=== Section Start ===

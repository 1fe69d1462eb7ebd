pub mod fs;
pub mod memory;

use async_trait::async_trait;
use bytes::Bytes;
use futures::stream::BoxStream;
use oci_spec::image::{Descriptor, Digest};

pub use fs::FsDriver;
pub use memory::MemoryDriver;

// body of a blob read. the inner stream is chunked and not seekable, callers
// that need the length take it from the descriptor
pub type BlobStream = BoxStream<'static, std::io::Result<Bytes>>;

pub const OCTET_STREAM: &str = "application/octet-stream";

#[derive(Debug, thiserror::Error)]
pub enum DriverError {
    // blob/manifest/upload is not in the store. callers map this to their
    // own unknown-class error, never to a 5xx
    NotFound,
    Errno(#[from] rustix::io::Errno),
    Io(#[from] std::io::Error),
    Digest(#[from] sroci::digest::Error),
    BadPath(String),
    Corrupt(String),
}

// how wrong is this?
impl std::fmt::Display for DriverError {
    fn fmt(&self, f: &mut std::fmt::Formatter) -> std::fmt::Result {
        write!(f, "{:?}", self)
    }
}

#[async_trait]
pub trait BlobStatter: Send + Sync {
    async fn stat(&self, digest: &Digest) -> Result<Descriptor, DriverError>;
}

#[async_trait]
pub trait BlobStore: BlobStatter {
    async fn get(&self, digest: &Digest) -> Result<Bytes, DriverError>;
    async fn open(&self, digest: &Digest) -> Result<(Descriptor, BlobStream), DriverError>;
    // content-addressed write, digest computed over data
    async fn put(&self, data: Bytes) -> Result<Descriptor, DriverError>;
    // returns freed bytes
    async fn delete(&self, digest: &Digest) -> Result<u64, DriverError>;
}

#[async_trait]
pub trait UploadStore: Send + Sync {
    async fn create_upload(&self) -> Result<String, DriverError>;
    // returns the total size after the append
    async fn append_upload(&self, id: &str, chunk: Bytes) -> Result<u64, DriverError>;
    async fn commit_upload(&self, id: &str, expected: &Digest) -> Result<Descriptor, DriverError>;
    async fn cancel_upload(&self, id: &str) -> Result<(), DriverError>;
}

#[async_trait]
pub trait ManifestStore: Send + Sync {
    // returns (media type, payload)
    async fn get_manifest(&self, digest: &Digest) -> Result<(String, Bytes), DriverError>;
    async fn put_manifest(
        &self,
        digest: &Digest,
        media_type: &str,
        payload: Bytes,
    ) -> Result<(), DriverError>;
    async fn delete_manifest(&self, digest: &Digest) -> Result<(), DriverError>;
}

#[derive(Debug, Clone, Copy, PartialEq, Eq)]
pub enum LinkKind {
    Layer,
    Manifest,
}

// per-repository link files tying a global blob or manifest revision into a
// repository namespace. the pruner and the tenancy checks are built on these
#[async_trait]
pub trait LinkStore: Send + Sync {
    async fn link(&self, repo: &str, kind: LinkKind, digest: &Digest) -> Result<(), DriverError>;
    async fn unlink(&self, repo: &str, kind: LinkKind, digest: &Digest)
    -> Result<(), DriverError>;
    async fn linked(&self, repo: &str, kind: LinkKind, digest: &Digest)
    -> Result<bool, DriverError>;
    async fn links(&self, repo: &str, kind: LinkKind) -> Result<Vec<Digest>, DriverError>;
}

// walk surface for the offline pruner, which is the only component allowed
// to enumerate the layout
#[async_trait]
pub trait Walker: Send + Sync {
    async fn all_blobs(&self) -> Result<Vec<(Digest, u64)>, DriverError>;
    async fn all_repositories(&self) -> Result<Vec<String>, DriverError>;
}

pub trait Driver: BlobStore + UploadStore + ManifestStore + LinkStore + Walker {}
impl<T: BlobStore + UploadStore + ManifestStore + LinkStore + Walker> Driver for T {}

// repo names come from the URL path, check them before they become file
// system paths. registry name grammar is enforced at the http layer, this is
// only the traversal guard
pub fn check_repo_path(repo: &str) -> Result<(), DriverError> {
    if repo.is_empty() {
        return Err(DriverError::BadPath(repo.to_string()));
    }
    for seg in repo.split('/') {
        if seg.is_empty() || seg == "." || seg == ".." || seg.starts_with('_') {
            return Err(DriverError::BadPath(repo.to_string()));
        }
    }
    Ok(())
}
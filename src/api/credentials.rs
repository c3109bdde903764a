//! Refresh credential persistence.

use std::path::{Path, PathBuf};
use std::sync::Mutex;

use anyhow::{anyhow, Context, Result};
use zeroize::Zeroize;

/// Stores a single refresh credential across launches.
pub trait CredentialStore: Send + Sync {
    fn store(&self, token: &str) -> Result<()>;
    fn retrieve(&self) -> Result<Option<String>>;
    /// Remove the credential. Succeeds when nothing is stored.
    fn delete(&self) -> Result<()>;
}

/// Credential kept in a file readable only by the owner.
#[derive(Clone, Debug)]
pub struct FileCredentialStore {
    path: PathBuf,
}

impl FileCredentialStore {
    pub fn new(path: impl Into<PathBuf>) -> Self {
        Self { path: path.into() }
    }

    pub fn path(&self) -> &Path {
        &self.path
    }
}

impl CredentialStore for FileCredentialStore {
    fn store(&self, token: &str) -> Result<()> {
        if let Some(parent) = self.path.parent() {
            if !parent.as_os_str().is_empty() {
                std::fs::create_dir_all(parent)
                    .with_context(|| format!("create {}", parent.display()))?;
            }
        }
        write_token_file(&self.path, token)
            .with_context(|| format!("write credential {}", self.path.display()))
    }

    fn retrieve(&self) -> Result<Option<String>> {
        match std::fs::read_to_string(&self.path) {
            Ok(mut contents) => {
                let token = contents.trim().to_string();
                contents.zeroize();
                Ok((!token.is_empty()).then_some(token))
            }
            Err(err) if err.kind() == std::io::ErrorKind::NotFound => Ok(None),
            Err(err) => Err(anyhow!("read credential {}: {}", self.path.display(), err)),
        }
    }

    fn delete(&self) -> Result<()> {
        match std::fs::remove_file(&self.path) {
            Ok(()) => Ok(()),
            Err(err) if err.kind() == std::io::ErrorKind::NotFound => Ok(()),
            Err(err) => Err(anyhow!("remove credential {}: {}", self.path.display(), err)),
        }
    }
}

fn write_token_file(path: &Path, token: &str) -> Result<()> {
    std::fs::write(path, format!("{token}\n"))?;
    #[cfg(unix)]
    {
        use std::os::unix::fs::PermissionsExt;
        let perms = std::fs::Permissions::from_mode(0o600);
        std::fs::set_permissions(path, perms)?;
    }
    Ok(())
}

/// Process-local store for tests and ephemeral sessions.
#[derive(Debug, Default)]
pub struct InMemoryCredentialStore {
    token: Mutex<Option<String>>,
}

impl InMemoryCredentialStore {
    pub fn new() -> Self {
        Self::default()
    }

    pub fn with_token(token: &str) -> Self {
        Self {
            token: Mutex::new(Some(token.to_string())),
        }
    }
}

impl CredentialStore for InMemoryCredentialStore {
    fn store(&self, token: &str) -> Result<()> {
        let mut slot = self
            .token
            .lock()
            .map_err(|_| anyhow!("credential store lock poisoned"))?;
        if let Some(old) = slot.as_mut() {
            old.zeroize();
        }
        *slot = Some(token.to_string());
        Ok(())
    }

    fn retrieve(&self) -> Result<Option<String>> {
        let slot = self
            .token
            .lock()
            .map_err(|_| anyhow!("credential store lock poisoned"))?;
        Ok(slot.clone())
    }

    fn delete(&self) -> Result<()> {
        let mut slot = self
            .token
            .lock()
            .map_err(|_| anyhow!("credential store lock poisoned"))?;
        if let Some(mut old) = slot.take() {
            old.zeroize();
        }
        Ok(())
    }
}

=== Section End ===

Task prompt ->
Set the listing down again in full, exactly as it was given.

Problem solution ->
repository 1fe69d1462eb7ebd
pub mod fs;
pub mod memory;

use async_trait::async_trait;
use bytes::Bytes;
use futures::stream::BoxStream;
use oci_spec::image::{Descriptor, Digest};

pub use fs::FsDriver;
pub use memory::MemoryDriver;

// body of a blob read. the inner stream is chunked and not seekable, callers
// that need the length take it from the descriptor
pub type BlobStream = BoxStream<'static, std::io::Result<Bytes>>;

pub const OCTET_STREAM: &str = "application/octet-stream";

#[derive(Debug, thiserror::Error)]
pub enum DriverError {
    // blob/manifest/upload is not in the store. callers map this to their
    // own unknown-class error, never to a 5xx
    NotFound,
    Errno(#[from] rustix::io::Errno),
    Io(#[from] std::io::Error),
    Digest(#[from] sroci::digest::Error),
    BadPath(String),
    Corrupt(String),
}

// how wrong is this?
impl std::fmt::Display for DriverError {
    fn fmt(&self, f: &mut std::fmt::Formatter) -> std::fmt::Result {
        write!(f, "{:?}", self)
    }
}

#[async_trait]
pub trait BlobStatter: Send + Sync {
    async fn stat(&self, digest: &Digest) -> Result<Descriptor, DriverError>;
}

#[async_trait]
pub trait BlobStore: BlobStatter {
    async fn get(&self, digest: &Digest) -> Result<Bytes, DriverError>;
    async fn open(&self, digest: &Digest) -> Result<(Descriptor, BlobStream), DriverError>;
    // content-addressed write, digest computed over data
    async fn put(&self, data: Bytes) -> Result<Descriptor, DriverError>;
    // returns freed bytes
    async fn delete(&self, digest: &Digest) -> Result<u64, DriverError>;
}

#[async_trait]
pub trait UploadStore: Send + Sync {
    async fn create_upload(&self) -> Result<String, DriverError>;
    // returns the total size after the append
    async fn append_upload(&self, id: &str, chunk: Bytes) -> Result<u64, DriverError>;
    async fn commit_upload(&self, id: &str, expected: &Digest) -> Result<Descriptor, DriverError>;
    async fn cancel_upload(&self, id: &str) -> Result<(), DriverError>;
}

#[async_trait]
pub trait ManifestStore: Send + Sync {
    // returns (media type, payload)
    async fn get_manifest(&self, digest: &Digest) -> Result<(String, Bytes), DriverError>;
    async fn put_manifest(
        &self,
        digest: &Digest,
        media_type: &str,
        payload: Bytes,
    ) -> Result<(), DriverError>;
    async fn delete_manifest(&self, digest: &Digest) -> Result<(), DriverError>;
}

#[derive(Debug, Clone, Copy, PartialEq, Eq)]
pub enum LinkKind {
    Layer,
    Manifest,
}

// per-repository link files tying a global blob or manifest revision into a
// repository namespace. the pruner and the tenancy checks are built on these
#[async_trait]
pub trait LinkStore: Send + Sync {
    async fn link(&self, repo: &str, kind: LinkKind, digest: &Digest) -> Result<(), DriverError>;
    async fn unlink(&self, repo: &str, kind: LinkKind, digest: &Digest)
    -> Result<(), DriverError>;
    async fn linked(&self, repo: &str, kind: LinkKind, digest: &Digest)
    -> Result<bool, DriverError>;
    async fn links(&self, repo: &str, kind: LinkKind) -> Result<Vec<Digest>, DriverError>;
}

// walk surface for the offline pruner, which is the only component allowed
// to enumerate the layout
#[async_trait]
pub trait Walker: Send + Sync {
    async fn all_blobs(&self) -> Result<Vec<(Digest, u64)>, DriverError>;
    async fn all_repositories(&self) -> Result<Vec<String>, DriverError>;
}

pub trait Driver: BlobStore + UploadStore + ManifestStore + LinkStore + Walker {}
impl<T: BlobStore + UploadStore + ManifestStore + LinkStore + Walker> Driver for T {}

// repo names come from the URL path, check them before they become file
// system paths. registry name grammar is enforced at the http layer, this is
// only the traversal guard
pub fn check_repo_path(repo: &str) -> Result<(), DriverError> {
    if repo.is_empty() {
        return Err(DriverError::BadPath(repo.to_string()));
    }
    for seg in repo.split('/') {
        if seg.is_empty() || seg == "." || seg == ".." || seg.starts_with('_') {
            return Err(DriverError::BadPath(repo.to_string()));
        }
    }
    Ok(())
}
filename src/api/credentials.rs
repository c3109bdde903764a
//! Refresh credential persistence.

use std::path::{Path, PathBuf};
use std::sync::Mutex;

use anyhow::{anyhow, Context, Result};
use zeroize::Zeroize;

/// Stores a single refresh credential across launches.
pub trait CredentialStore: Send + Sync {
    fn store(&self, token: &str) -> Result<()>;
    fn retrieve(&self) -> Result<Option<String>>;
    /// Remove the credential. Succeeds when nothing is stored.
    fn delete(&self) -> Result<()>;
}

/// Credential kept in a file readable only by the owner.
#[derive(Clone, Debug)]
pub struct FileCredentialStore {
    path: PathBuf,
}

impl FileCredentialStore {
    pub fn new(path: impl Into<PathBuf>) -> Self {
        Self { path: path.into() }
    }

    pub fn path(&self) -> &Path {
        &self.path
    }
}

impl CredentialStore for FileCredentialStore {
    fn store(&self, token: &str) -> Result<()> {
        if let Some(parent) = self.path.parent() {
            if !parent.as_os_str().is_empty() {
                std::fs::create_dir_all(parent)
                    .with_context(|| format!("create {}", parent.display()))?;
            }
        }
        write_token_file(&self.path, token)
            .with_context(|| format!("write credential {}", self.path.display()))
    }

    fn retrieve(&self) -> Result<Option<String>> {
        match std::fs::read_to_string(&self.path) {
            Ok(mut contents) => {
                let token = contents.trim().to_string();
                contents.zeroize();
                Ok((!token.is_empty()).then_some(token))
            }
            Err(err) if err.kind() == std::io::ErrorKind::NotFound => Ok(None),
            Err(err) => Err(anyhow!("read credential {}: {}", self.path.display(), err)),
        }
    }

    fn delete(&self) -> Result<()> {
        match std::fs::remove_file(&self.path) {
            Ok(()) => Ok(()),
            Err(err) if err.kind() == std::io::ErrorKind::NotFound => Ok(()),
            Err(err) => Err(anyhow!("remove credential {}: {}", self.path.display(), err)),
        }
    }
}

fn write_token_file(path: &Path, token: &str) -> Result<()> {
    std::fs::write(path, format!("{token}\n"))?;
    #[cfg(unix)]
    {
        use std::os::unix::fs::PermissionsExt;
        let perms = std::fs::Permissions::from_mode(0o600);
        std::fs::set_permissions(path, perms)?;
    }
    Ok(())
}

/// Process-local store for tests and ephemeral sessions.
#[derive(Debug, Default)]
pub struct InMemoryCredentialStore {
    token: Mutex<Option<String>>,
}

impl InMemoryCredentialStore {
    pub fn new() -> Self {
        Self::default()
    }

    pub fn with_token(token: &str) -> Self {
        Self {
            token: Mutex::new(Some(token.to_string())),
        }
    }
}

impl CredentialStore for InMemoryCredentialStore {
    fn store(&self, token: &str) -> Result<()> {
        let mut slot = self
            .token
            .lock()
            .map_err(|_| anyhow!("credential store lock poisoned"))?;
        if let Some(old) = slot.as_mut() {
            old.zeroize();
        }
        *slot = Some(token.to_string());
        Ok(())
    }

    fn retrieve(&self) -> Result<Option<String>> {
        let slot = self
            .token
            .lock()
            .map_err(|_| anyhow!("credential store lock poisoned"))?;
        Ok(slot.clone())
    }

    fn delete(&self) -> Result<()> {
        let mut slot = self
            .token
            .lock()
            .map_err(|_| anyhow!("credential store lock poisoned"))?;
        if let Some(mut old) = slot.take() {
            old.zeroize();
        }
        Ok(())
    }
}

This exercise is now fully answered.